### Records supplied
//! Layered application configuration
//!
//! Sources, lowest precedence first: `conf/application.yml` (or `--config`),
//! `PULSEGATE__*` environment variables, then command line flags. Everything
//! is read once at startup and converted into the immutable settings structs
//! the other crates take in their constructors.

use std::net::SocketAddr;
use std::path::PathBuf;
use std::time::Duration;

use clap::Parser;
use config::{Config, ConfigBuilder, Environment, File, FileFormat, builder::DefaultState};
use pulsegate_common::{Channel, DEFAULT_MAX_STRENGTH, DEVICE_STRENGTH_LIMIT, Waveform};
use pulsegate_control::{ControlConfig, KeepaliveConfig};

use crate::error::ConfigError;
use crate::startup::{LogRotation, LoggingConfig};

pub const DEFAULT_CONFIG_FILE: &str = "conf/application.yml";
pub const ENV_PREFIX: &str = "PULSEGATE";

pub const DEFAULT_OSC_LISTEN: &str = "127.0.0.1:9001";
pub const DEFAULT_OSC_SEND_TO: &str = "127.0.0.1:9000";
pub const DEFAULT_PARAMETER_PREFIX: &str = "/avatar/parameters/";
pub const DEFAULT_SWITCH_ADDRESS: &str = "/dglab/switch";

type Result<T> = std::result::Result<T, ConfigError>;

/// Command line arguments
#[derive(Parser, Debug, Clone, Default)]
#[command(name = "pulsegate", version, about = "Drive a stimulation device from avatar parameters")]
pub struct Cli {
    /// Configuration file (YAML, TOML or JSON)
    #[arg(short = 'c', long = "config")]
    pub config: Option<PathBuf>,
    /// Address the OSC listener binds to
    #[arg(long = "listen")]
    pub listen: Option<String>,
    /// Address status text is sent to
    #[arg(long = "send-to")]
    pub send_to: Option<String>,
    /// Strength sent for a parameter value of 1.0
    #[arg(long = "max-strength")]
    pub max_strength: Option<u32>,
    #[arg(long = "log-level", env = "PULSEGATE_LOG_LEVEL")]
    pub log_level: Option<String>,
}

/// Parameter suffixes routed to each channel
#[derive(Debug, Clone, Default, PartialEq, Eq)]
pub struct ChannelMap {
    a: Vec<String>,
    b: Vec<String>,
}

impl ChannelMap {
    pub fn new(a: Vec<String>, b: Vec<String>) -> Self {
        Self { a, b }
    }

    pub fn suffixes(&self, channel: Channel) -> &[String] {
        match channel {
            Channel::A => &self.a,
            Channel::B => &self.b,
        }
    }

    /// Every `(channel, suffix)` pair, channel A first
    pub fn iter(&self) -> impl Iterator<Item = (Channel, &str)> {
        Channel::ALL.into_iter().flat_map(move |channel| {
            self.suffixes(channel)
                .iter()
                .map(move |suffix| (channel, suffix.as_str()))
        })
    }

    pub fn len(&self) -> usize {
        self.a.len() + self.b.len()
    }

    pub fn is_empty(&self) -> bool {
        self.len() == 0
    }
}

/// OSC transport settings
#[derive(Debug, Clone)]
pub struct OscConfig {
    pub listen: SocketAddr,
    pub send_to: SocketAddr,
    /// Prepended to each configured suffix to form the listened address
    pub parameter_prefix: String,
    pub switch_address: String,
    /// Announce bridge state changes as chatbox text
    pub status_messages: bool,
}

impl OscConfig {
    pub fn parameter_address(&self, suffix: &str) -> String {
        format!("{}{}", self.parameter_prefix, suffix)
    }
}

/// Application configuration loaded from config files and environment
#[derive(Clone, Debug, Default)]
pub struct Configuration {
    pub config: Config,
}

impl Configuration {
    /// Load from the process arguments
    pub fn new() -> Result<Self> {
        Self::from_cli(Cli::parse())
    }

    pub fn from_cli(cli: Cli) -> Result<Self> {
        // The default file is optional; an explicit one must exist
        let file = match &cli.config {
            Some(path) => File::from(path.as_path()).required(true),
            None => File::with_name(DEFAULT_CONFIG_FILE).required(false),
        };

        let builder = Config::builder().add_source(file).add_source(environment());
        let config = apply_overrides(builder, &cli)?.build()?;
        Ok(Self { config })
    }

    /// Build from an inline YAML document plus CLI overrides, without
    /// consulting the environment
    pub fn from_yaml_str(yaml: &str, cli: &Cli) -> Result<Self> {
        let builder = Config::builder().add_source(File::from_str(yaml, FileFormat::Yaml));
        let config = apply_overrides(builder, cli)?.build()?;
        Ok(Self { config })
    }

    // ========================================================================
    // Channel Mapping
    // ========================================================================

    /// Parameter suffixes for one channel; empty when unset
    pub fn channel_suffixes(&self, channel: Channel) -> Vec<String> {
        // Keys may come back lowercased depending on the source
        let upper = channel.as_str();
        let lower = upper.to_ascii_lowercase();
        [upper, lower.as_str()]
            .into_iter()
            .find_map(|key| self.config.get::<Vec<String>>(key).ok())
            .unwrap_or_default()
            .into_iter()
            .map(|suffix| suffix.trim().to_string())
            .filter(|suffix| !suffix.is_empty())
            .collect()
    }

    pub fn channel_map(&self) -> Result<ChannelMap> {
        let map = ChannelMap::new(
            self.channel_suffixes(Channel::A),
            self.channel_suffixes(Channel::B),
        );
        if map.is_empty() {
            return Err(ConfigError::NoChannels);
        }
        Ok(map)
    }

    // ========================================================================
    // Control Configuration
    // ========================================================================

    pub fn max_strength(&self) -> i64 {
        self.config
            .get_int("control.max_strength")
            .unwrap_or(DEFAULT_MAX_STRENGTH.into())
    }

    pub fn rate_limit_ms(&self) -> i64 {
        self.config.get_int("control.rate_limit_ms").unwrap_or(500)
    }

    pub fn reset_interval_ms(&self) -> i64 {
        self.config.get_int("control.reset_interval_ms").unwrap_or(1000)
    }

    pub fn reset_enabled(&self) -> bool {
        self.config.get_bool("control.reset_enabled").unwrap_or(true)
    }

    pub fn enabled_on_start(&self) -> bool {
        self.config
            .get_bool("control.enabled_on_start")
            .unwrap_or(true)
    }

    pub fn control_config(&self) -> Result<ControlConfig> {
        let max_strength = self.max_strength();
        if !(1..=i64::from(DEVICE_STRENGTH_LIMIT)).contains(&max_strength) {
            return Err(ConfigError::invalid(
                "control.max_strength",
                format!("must be between 1 and {}", DEVICE_STRENGTH_LIMIT),
            ));
        }

        Ok(ControlConfig {
            max_strength: max_strength as u32,
            rate_limit_interval: millis("control.rate_limit_ms", self.rate_limit_ms(), true)?,
            reset_interval: millis("control.reset_interval_ms", self.reset_interval_ms(), false)?,
            reset_enabled: self.reset_enabled(),
            enabled_on_start: self.enabled_on_start(),
        })
    }

    // ========================================================================
    // OSC Configuration
    // ========================================================================

    pub fn osc_listen(&self) -> String {
        self.config
            .get_string("osc.listen")
            .unwrap_or(DEFAULT_OSC_LISTEN.to_string())
    }

    pub fn osc_send_to(&self) -> String {
        self.config
            .get_string("osc.send_to")
            .unwrap_or(DEFAULT_OSC_SEND_TO.to_string())
    }

    pub fn parameter_prefix(&self) -> String {
        self.config
            .get_string("osc.parameter_prefix")
            .unwrap_or(DEFAULT_PARAMETER_PREFIX.to_string())
    }

    pub fn switch_address(&self) -> String {
        self.config
            .get_string("osc.switch_address")
            .unwrap_or(DEFAULT_SWITCH_ADDRESS.to_string())
    }

    pub fn status_messages(&self) -> bool {
        self.config.get_bool("osc.status_messages").unwrap_or(true)
    }

    pub fn osc_config(&self) -> Result<OscConfig> {
        let parameter_prefix = self.parameter_prefix();
        if !parameter_prefix.starts_with('/') {
            return Err(ConfigError::invalid(
                "osc.parameter_prefix",
                "must start with '/'",
            ));
        }
        let switch_address = self.switch_address();
        if !switch_address.starts_with('/') {
            return Err(ConfigError::invalid(
                "osc.switch_address",
                "must start with '/'",
            ));
        }

        Ok(OscConfig {
            listen: socket_addr("osc.listen", &self.osc_listen())?,
            send_to: socket_addr("osc.send_to", &self.osc_send_to())?,
            parameter_prefix,
            switch_address,
            status_messages: self.status_messages(),
        })
    }

    // ========================================================================
    // Keep-alive Configuration
    // ========================================================================

    pub fn keepalive_enabled(&self) -> bool {
        self.config.get_bool("keepalive.enabled").unwrap_or(true)
    }

    pub fn keepalive_interval_secs(&self) -> i64 {
        self.config.get_int("keepalive.interval_secs").unwrap_or(15)
    }

    pub fn keepalive_duration_secs(&self) -> i64 {
        self.config.get_int("keepalive.duration_secs").unwrap_or(10)
    }

    pub fn keepalive_waveform(&self) -> String {
        self.config
            .get_string("keepalive.waveform")
            .unwrap_or("breath".to_string())
    }

    pub fn keepalive_config(&self) -> Result<KeepaliveConfig> {
        let interval_secs = self.keepalive_interval_secs();
        if interval_secs < 1 {
            return Err(ConfigError::invalid(
                "keepalive.interval_secs",
                "must be at least 1",
            ));
        }
        let duration_secs = u32::try_from(self.keepalive_duration_secs())
            .map_err(|_| ConfigError::invalid("keepalive.duration_secs", "must not be negative"))?;
        let name = self.keepalive_waveform();
        let waveform = Waveform::preset(&name).ok_or_else(|| {
            ConfigError::invalid("keepalive.waveform", format!("unknown waveform '{}'", name))
        })?;

        Ok(KeepaliveConfig {
            enabled: self.keepalive_enabled(),
            interval: Duration::from_secs(interval_secs as u64),
            duration_secs,
            waveform,
        })
    }

    // ========================================================================
    // Logging Configuration
    // ========================================================================

    pub fn log_level(&self) -> String {
        self.config
            .get_string("logging.level")
            .unwrap_or("info".to_string())
    }

    pub fn log_to_file(&self) -> bool {
        self.config.get_bool("logging.file").unwrap_or(false)
    }

    pub fn log_console(&self) -> bool {
        self.config.get_bool("logging.console").unwrap_or(true)
    }

    pub fn log_dir(&self) -> Option<String> {
        self.config.get_string("logging.dir").ok()
    }

    pub fn log_rotation(&self) -> Result<LogRotation> {
        match self.config.get::<LogRotation>("logging.rotation") {
            Ok(rotation) => Ok(rotation),
            Err(config::ConfigError::NotFound(_)) => Ok(LogRotation::Daily),
            Err(e) => Err(ConfigError::invalid("logging.rotation", e.to_string())),
        }
    }

    pub fn logging_config(&self) -> Result<LoggingConfig> {
        let level = self.log_level();
        let level = level
            .parse()
            .map_err(|_| ConfigError::invalid("logging.level", format!("unknown level '{}'", level)))?;

        let mut logging = LoggingConfig::from_config(
            self.log_dir(),
            self.log_console(),
            self.log_to_file(),
            level,
        );
        logging.rotation = self.log_rotation()?;
        Ok(logging)
    }
}

fn environment() -> Environment {
    Environment::with_prefix(ENV_PREFIX)
        .separator("__")
        .try_parsing(true)
        .list_separator(",")
        .with_list_parse_key("a")
        .with_list_parse_key("b")
}

fn apply_overrides(
    mut builder: ConfigBuilder<DefaultState>,
    cli: &Cli,
) -> Result<ConfigBuilder<DefaultState>> {
    if let Some(v) = &cli.listen {
        builder = builder.set_override("osc.listen", v.as_str())?;
    }
    if let Some(v) = &cli.send_to {
        builder = builder.set_override("osc.send_to", v.as_str())?;
    }
    if let Some(v) = cli.max_strength {
        builder = builder.set_override("control.max_strength", i64::from(v))?;
    }
    if let Some(v) = &cli.log_level {
        builder = builder.set_override("logging.level", v.as_str())?;
    }
    Ok(builder)
}

fn millis(key: &'static str, value: i64, allow_zero: bool) -> Result<Duration> {
    let min = if allow_zero { 0 } else { 1 };
    if value < min {
        return Err(ConfigError::invalid(
            key,
            format!("must be at least {} ms", min),
        ));
    }
    Ok(Duration::from_millis(value as u64))
}

fn socket_addr(key: &'static str, value: &str) -> Result<SocketAddr> {
    value
        .parse()
        .map_err(|_| ConfigError::invalid(key, format!("'{}' is not a socket address", value)))
}
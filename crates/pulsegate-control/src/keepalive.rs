//! Waveform keep-alive
//!
//! Periodically plays a waveform on both channels so the device keeps an
//! active pattern loaded. Sends are skipped while the device is unlinked and
//! failures are logged without stopping the loop.

use std::sync::Arc;

use parking_lot::Mutex;
use pulsegate_common::{ChannelTarget, DeviceDriver};
use tokio::sync::watch;
use tokio::task::JoinHandle;
use tokio::time::MissedTickBehavior;
use tracing::{debug, error, info, warn};

use crate::config::KeepaliveConfig;

pub struct WaveformKeepalive {
    driver: Arc<dyn DeviceDriver>,
    config: KeepaliveConfig,
    task: Mutex<Option<(watch::Sender<bool>, JoinHandle<()>)>>,
}

impl WaveformKeepalive {
    pub fn new(driver: Arc<dyn DeviceDriver>, config: KeepaliveConfig) -> Self {
        Self {
            driver,
            config,
            task: Mutex::new(None),
        }
    }

    /// Start sending; the first waveform goes out immediately.
    ///
    /// Returns `false` if already running or the interval is zero.
    pub fn start(&self) -> bool {
        if self.config.interval.is_zero() {
            warn!("Waveform keep-alive interval is zero, not starting");
            return false;
        }

        let mut slot = self.task.lock();
        if let Some((_, handle)) = slot.as_ref()
            && !handle.is_finished()
        {
            return false;
        }

        let (stop_tx, mut stop_rx) = watch::channel(false);
        let driver = self.driver.clone();
        let config = self.config.clone();

        let handle = tokio::spawn(async move {
            let mut ticker = tokio::time::interval(config.interval);
            ticker.set_missed_tick_behavior(MissedTickBehavior::Delay);

            loop {
                tokio::select! {
                    biased;
                    _ = stop_rx.changed() => break,
                    _ = ticker.tick() => {}
                }
                send_once(driver.as_ref(), &config).await;
            }
            debug!("Waveform keep-alive exited");
        });

        *slot = Some((stop_tx, handle));
        info!(
            waveform = %self.config.waveform.name,
            interval_secs = self.config.interval.as_secs(),
            "Waveform keep-alive started"
        );
        true
    }

    /// Returns `false` if not running
    pub fn stop(&self) -> bool {
        let Some((stop_tx, _handle)) = self.task.lock().take() else {
            return false;
        };
        let _ = stop_tx.send(true);
        info!("Waveform keep-alive stopped");
        true
    }

    pub fn is_running(&self) -> bool {
        self.task
            .lock()
            .as_ref()
            .is_some_and(|(_, handle)| !handle.is_finished())
    }
}

async fn send_once(driver: &dyn DeviceDriver, config: &KeepaliveConfig) {
    if !driver.is_linked() {
        debug!("Device not linked, skipping keep-alive waveform");
        return;
    }
    if let Err(e) = driver
        .send_waveform(&config.waveform, config.duration_secs, ChannelTarget::Both)
        .await
    {
        error!(
            waveform = %config.waveform.name,
            error = %e,
            "Error sending keep-alive waveform"
        );
    }
}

### Task statement
Each line from the start of the listing above through the line containing "use std::path::PathBuf;" should be copied exactly, please, with no other lines added.

### Answer section
//! Layered application configuration
//!
//! Sources, lowest precedence first: `conf/application.yml` (or `--config`),
//! `PULSEGATE__*` environment variables, then command line flags. Everything
//! is read once at startup and converted into the immutable settings structs
//! the other crates take in their constructors.

use std::net::SocketAddr;
use std::path::PathBuf;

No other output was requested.